**Exercise requirements:**
Whatever the records below hold, copy it all out exactly.

(Saved data entries)
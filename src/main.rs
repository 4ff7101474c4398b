// src/main.rs

use taskprune::{cli, logging, run};

#[tokio::main]
async fn main() {
    if let Err(err) = run_main().await {
        eprintln!("taskprune error: {err:?}");
        std::process::exit(1);
    }
}

async fn run_main() -> anyhow::Result<()> {
    let args = cli::parse();
    logging::init_logging(args.log_level)?;
    run(args).await
}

**Exercise response:**
filename src/main.rs
repository 4ff7101474c4398b
// src/main.rs

use taskprune::{cli, logging, run};

#[tokio::main]
async fn main() {
    if let Err(err) = run_main().await {
        eprintln!("taskprune error: {err:?}");
        std::process::exit(1);
    }
}

async fn run_main() -> anyhow::Result<()> {
    let args = cli::parse();
    logging::init_logging(args.log_level)?;
    run(args).await
}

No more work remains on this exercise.